Wednesday, 16 February 2011

Euro area grows 0.3 percent in fourth quarter

Fourth quarter growth in the euro area came out on the weak side of expectations. Reuters reports:

The euro zone economy ended last year with stable growth, missing expectations as expansion rates in the region's three largest nations fell short of forecasts and Greece and Portugal contracted...

The European Union's statistics office Eurostat said gross domestic product in the 16 countries using the euro at the time grew 0.3 percent in the October-December period, the same as in the third quarter, and 2.0 percent year-on-year...

German gross domestic product increased by 0.4 percent, against expectations of a 0.5 percent rise and decelerating from 0.7 percent in the third quarter...

In France, the economy grew just 0.3 percent, half the forecast increase and the same level as in July-September, despite a rush to buy cars before a French scrappage subsidy scheme ended last year.
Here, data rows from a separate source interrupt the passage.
//! Logging bootstrap for hosts embedding the plugin core.
//!
//! # Responsibility
//! - Start the `flexi_logger` backend exactly once per process.
//! - Capture panics as metadata-only `panic_captured` events.
//!
//! # Invariants
//! - Repeated initialization with the same level and target is a no-op.
//! - Reconfiguration with a different level or target is rejected.
//! - Initialization never panics.

use flexi_logger::{Cleanup, Criterion, FileSpec, Logger, LoggerHandle, Naming, WriteMode};
use log::{error, info};
use once_cell::sync::OnceCell;
use std::error::Error;
use std::fmt::{Display, Formatter};
use std::path::{Path, PathBuf};

const LOG_FILE_BASENAME: &str = "plugdeck";
const MAX_LOG_FILE_SIZE_BYTES: u64 = 10 * 1024 * 1024;
const MAX_LOG_FILES: usize = 5;
const MAX_PANIC_PAYLOAD_CHARS: usize = 160;

static LOGGING_STATE: OnceCell<LoggingState> = OnceCell::new();
static PANIC_HOOK_INSTALLED: OnceCell<()> = OnceCell::new();

/// Where log records are written.
#[derive(Debug, Clone, PartialEq, Eq)]
pub enum LogTarget {
    /// Size-rotated files under an absolute directory.
    Directory(PathBuf),
    Stderr,
}

impl Display for LogTarget {
    fn fmt(&self, f: &mut Formatter<'_>) -> std::fmt::Result {
        match self {
            Self::Directory(dir) => write!(f, "{}", dir.display()),
            Self::Stderr => write!(f, "stderr"),
        }
    }
}

struct LoggingState {
    level: &'static str,
    target: LogTarget,
    _logger: LoggerHandle,
}

/// Logging bootstrap failures.
#[derive(Debug, Clone, PartialEq, Eq)]
pub enum LoggingError {
    UnsupportedLevel(String),
    EmptyLogDir,
    RelativeLogDir(String),
    CreateDir { dir: PathBuf, message: String },
    Backend(String),
    AlreadyInitialized { active: String, requested: String },
}

impl Display for LoggingError {
    fn fmt(&self, f: &mut Formatter<'_>) -> std::fmt::Result {
        match self {
            Self::UnsupportedLevel(value) => write!(
                f,
                "unsupported log level `{value}`; expected trace|debug|info|warn|error"
            ),
            Self::EmptyLogDir => write!(f, "log_dir cannot be empty"),
            Self::RelativeLogDir(value) => {
                write!(f, "log_dir must be an absolute path, got `{value}`")
            }
            Self::CreateDir { dir, message } => write!(
                f,
                "failed to create log directory `{}`: {message}",
                dir.display()
            ),
            Self::Backend(message) => write!(f, "failed to start logger: {message}"),
            Self::AlreadyInitialized { active, requested } => write!(
                f,
                "logging already initialized with `{active}`; refusing to switch to `{requested}`"
            ),
        }
    }
}

impl Error for LoggingError {}

/// Initializes rotating file logging under `log_dir`.
///
/// # Errors
/// - `level` is not one of `trace|debug|info|warn|error`.
/// - `log_dir` is empty, relative, or cannot be created.
/// - Logging is already active with another level or target.
pub fn init_logging(level: &str, log_dir: &str) -> Result<(), LoggingError> {
    let level = normalize_level(level)?;
    let dir = normalize_log_dir(log_dir)?;
    init_with_target(level, LogTarget::Directory(dir))
}

/// Initializes logging to stderr, used by the CLI when no directory is given.
pub fn init_stderr_logging(level: &str) -> Result<(), LoggingError> {
    let level = normalize_level(level)?;
    init_with_target(level, LogTarget::Stderr)
}

/// Returns `(level, target)` when logging is active.
pub fn logging_status() -> Option<(&'static str, LogTarget)> {
    LOGGING_STATE
        .get()
        .map(|state| (state.level, state.target.clone()))
}

/// Default level for the current build mode: `debug` or `info`.
pub fn default_log_level() -> &'static str {
    if cfg!(debug_assertions) {
        "debug"
    } else {
        "info"
    }
}

fn init_with_target(level: &'static str, target: LogTarget) -> Result<(), LoggingError> {
    let state = LOGGING_STATE.get_or_try_init(|| start_backend(level, target.clone()))?;

    if state.target != target || state.level != level {
        return Err(LoggingError::AlreadyInitialized {
            active: format!("{} @ {}", state.level, state.target),
            requested: format!("{level} @ {target}"),
        });
    }
    Ok(())
}

fn start_backend(level: &'static str, target: LogTarget) -> Result<LoggingState, LoggingError> {
    let logger = Logger::try_with_str(level)
        .map_err(|err| LoggingError::Backend(err.to_string()))?;

    let logger = match &target {
        LogTarget::Directory(dir) => {
            std::fs::create_dir_all(dir).map_err(|err| LoggingError::CreateDir {
                dir: dir.clone(),
                message: err.to_string(),
            })?;
            logger
                .log_to_file(
                    FileSpec::default()
                        .directory(dir.as_path())
                        .basename(LOG_FILE_BASENAME),
                )
                .rotate(
                    Criterion::Size(MAX_LOG_FILE_SIZE_BYTES),
                    Naming::Numbers,
                    Cleanup::KeepLogFiles(MAX_LOG_FILES),
                )
                .write_mode(WriteMode::BufferAndFlush)
                .append()
                .format_for_files(flexi_logger::detailed_format)
        }
        LogTarget::Stderr => logger.log_to_stderr(),
    };

    let handle = logger
        .start()
        .map_err(|err| LoggingError::Backend(err.to_string()))?;

    install_panic_hook_once();
    info!(
        "event=core_init module=logging status=ok level={} target={} version={}",
        level,
        target,
        env!("CARGO_PKG_VERSION")
    );

    Ok(LoggingState {
        level,
        target,
        _logger: handle,
    })
}

fn normalize_level(level: &str) -> Result<&'static str, LoggingError> {
    match level.trim().to_ascii_lowercase().as_str() {
        "trace" => Ok("trace"),
        "debug" => Ok("debug"),
        "info" => Ok("info"),
        "warn" | "warning" => Ok("warn"),
        "error" => Ok("error"),
        other => Err(LoggingError::UnsupportedLevel(other.to_string())),
    }
}

fn normalize_log_dir(log_dir: &str) -> Result<PathBuf, LoggingError> {
    let trimmed = log_dir.trim();
    if trimmed.is_empty() {
        return Err(LoggingError::EmptyLogDir);
    }
    let path = Path::new(trimmed);
    if !path.is_absolute() {
        return Err(LoggingError::RelativeLogDir(trimmed.to_string()));
    }
    Ok(path.to_path_buf())
}

fn install_panic_hook_once() {
    if PANIC_HOOK_INSTALLED.get().is_some() {
        return;
    }

    let previous_hook = std::panic::take_hook();
    std::panic::set_hook(Box::new(move |panic_info| {
        let location = panic_info
            .location()
            .map(|loc| format!("{}:{}", loc.file(), loc.line()))
            .unwrap_or_else(|| "unknown".to_string());
        error!(
            "event=panic_captured module=logging status=error location={} payload={}",
            location,
            panic_payload_summary(panic_info)
        );
        previous_hook(panic_info);
    }));

    let _ = PANIC_HOOK_INSTALLED.set(());
}

fn panic_payload_summary(info: &std::panic::PanicHookInfo<'_>) -> String {
    let payload = if let Some(message) = info.payload().downcast_ref::<&str>() {
        (*message).to_string()
    } else if let Some(message) = info.payload().downcast_ref::<String>() {
        message.clone()
    } else {
        "non-string panic payload".to_string()
    };

    sanitize_message(&payload, MAX_PANIC_PAYLOAD_CHARS)
}

// Panic payloads may carry plugin-provided text; keep them on one line and short.
fn sanitize_message(value: &str, max_chars: usize) -> String {
    let normalized = value.replace(['\n', '\r'], " ");
    let mut truncated = normalized.chars().take(max_chars).collect::<String>();
    if normalized.chars().count() > max_chars {
        truncated.push_str("...");
    }
    truncated
}

#[cfg(test)]
mod tests {
    use super::{
        init_logging, logging_status, normalize_level, normalize_log_dir, sanitize_message,
        LogTarget, LoggingError,
    };

    #[test]
    fn normalize_level_accepts_known_values() {
        assert_eq!(normalize_level("INFO").expect("INFO should normalize"), "info");
        assert_eq!(
            normalize_level(" warning ").expect("warning should normalize"),
            "warn"
        );
        assert_eq!(
            normalize_level("verbose"),
            Err(LoggingError::UnsupportedLevel("verbose".to_string()))
        );
    }

    #[test]
    fn normalize_log_dir_rejects_relative_and_empty_paths() {
        assert!(matches!(
            normalize_log_dir("logs/dev"),
            Err(LoggingError::RelativeLogDir(_))
        ));
        assert_eq!(normalize_log_dir("   "), Err(LoggingError::EmptyLogDir));
    }

    #[test]
    fn sanitize_message_removes_newlines_and_truncates() {
        let sanitized = sanitize_message("line1\nline2\rline3", 8);
        assert!(!sanitized.contains('\n'));
        assert!(!sanitized.contains('\r'));
        assert!(sanitized.ends_with("..."));
    }

    #[test]
    fn init_logging_is_idempotent_and_rejects_conflicts() {
        let first = tempfile::tempdir().expect("temp dir");
        let second = tempfile::tempdir().expect("temp dir");
        let first_dir = first.path().to_str().expect("utf-8 temp dir").to_string();
        let second_dir = second.path().to_str().expect("utf-8 temp dir").to_string();

        init_logging("info", &first_dir).expect("first init should succeed");
        init_logging("info", &first_dir).expect("same config should be idempotent");

        let level_error = init_logging("debug", &first_dir).expect_err("level conflict");
        assert!(matches!(level_error, LoggingError::AlreadyInitialized { .. }));
        let dir_error = init_logging("info", &second_dir).expect_err("directory conflict");
        assert!(dir_error.to_string().contains("refusing to switch"));

        let (level, target) = logging_status().expect("logging should be active");
        assert_eq!(level, "info");
        assert_eq!(target, LogTarget::Directory(first.path().to_path_buf()));
    }
}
In the US, January retail sales were also weaker than expected. Bloomberg reports:

Sales at retailers rose less than forecast in January, showing it will be difficult for American consumers to sustain last quarter’s pickup in spending without bigger gains in employment.

Purchases increased 0.3 percent, the smallest gain since a drop in June, according to Commerce Department figures today in Washington...

Excluding autos, gasoline and building materials, which are the figures used to calculate gross domestic product, sales increased 0.4 percent after a 0.1 percent drop the prior month that was previously reported as a gain.

Other US data were less disappointing.

Manufacturing in the region covered by the Fed Bank of New York expanded this month at the fastest pace since June, another report showed. The bank’s general economic index rose to 15.4 from 11.9 in January. Readings greater than zero signal growth in the so-called Empire State Index, which covers New York, northern New Jersey, and southern Connecticut.

The National Association of Home Builders/Wells Fargo said its sentiment index registered a reading of 16 in February for the fourth consecutive month, in line with the median forecast of economists surveyed by Bloomberg. Readings below 50 mean more respondents said conditions were poor.

Also today, figures from the Labor Department showed import prices climbed 1.5 percent in January, propelled by higher costs for commodities like food and fuel.

Over in China, lower-than-expected data on Tuesday were probably more welcome. From AFP/CNA:

China said Tuesday its inflation rate stayed stubbornly high at 4.9 percent in January, sparking analyst predictions that the government would take further aggressive fiscal steps to cool prices.

The consumer price index, the key gauge of inflation in the world's second economy, was "lower than market expectations" according to the National Bureau of Statistics but still above Beijing's four percent full-year target...

New monthly lending data also released on Tuesday provided a ray of hope for policymakers.

The value of new loans fell to 1.04 trillion yuan (US$158 billion), down about 23 percent year on year.

Meanwhile, UK inflation in January turned out not much lower than China's. From Reuters:

Inflation jumped to twice the Bank of England's target in January, prompting Bank Governor Mervyn King to acknowledge that interest rates might rise more rapidly than economists had expected.

Consumer price inflation surged to a two-year high of 4.0 percent from 3.7 percent in December, providing an awkward backdrop for the central bank's updated quarterly growth and inflation forecasts on Wednesday.

Unlike the BoE, the Riksbank has already taken action to head off inflation. Bloomberg reports its latest monetary policy decision:

Sweden’s central bank raised its benchmark repo rate for a fifth time since July and signaled it will pick up the pace of monetary tightening to keep inflation and credit growth in check in Europe’s fastest-growing economy.

The Stockholm-based Riksbank raised the seven-day repo rate a quarter of a percentage point to 1.5 percent, it said today on its website. The decision was expected by all 22 economists surveyed by Bloomberg. The bank also raised its rate path and now expects the repo to average 2.5 percent in the first quarter next year, compared with 2.2 percent previously.

Understandably, the BoJ has taken its time in tightening monetary policy, despite upgrading its outlook for the economy recently. AFP/CNA reports:

The Bank of Japan (BoJ) on Tuesday upgraded its view of the country's economy for the first time in nine months due to a pick-up in global growth, as it kept its key rate unchanged between zero and 0.1 per cent.

"Japan's economy is gradually emerging from the current deceleration phase," the BoJ said in a statement, noting that Japanese exports and production are "showing signs of resuming an uptrend" amid global growth led by emerging markets...

After a two-day meeting, the bank's board unanimously decided to leave its key rate near zero, as Japan remains mired in deflation.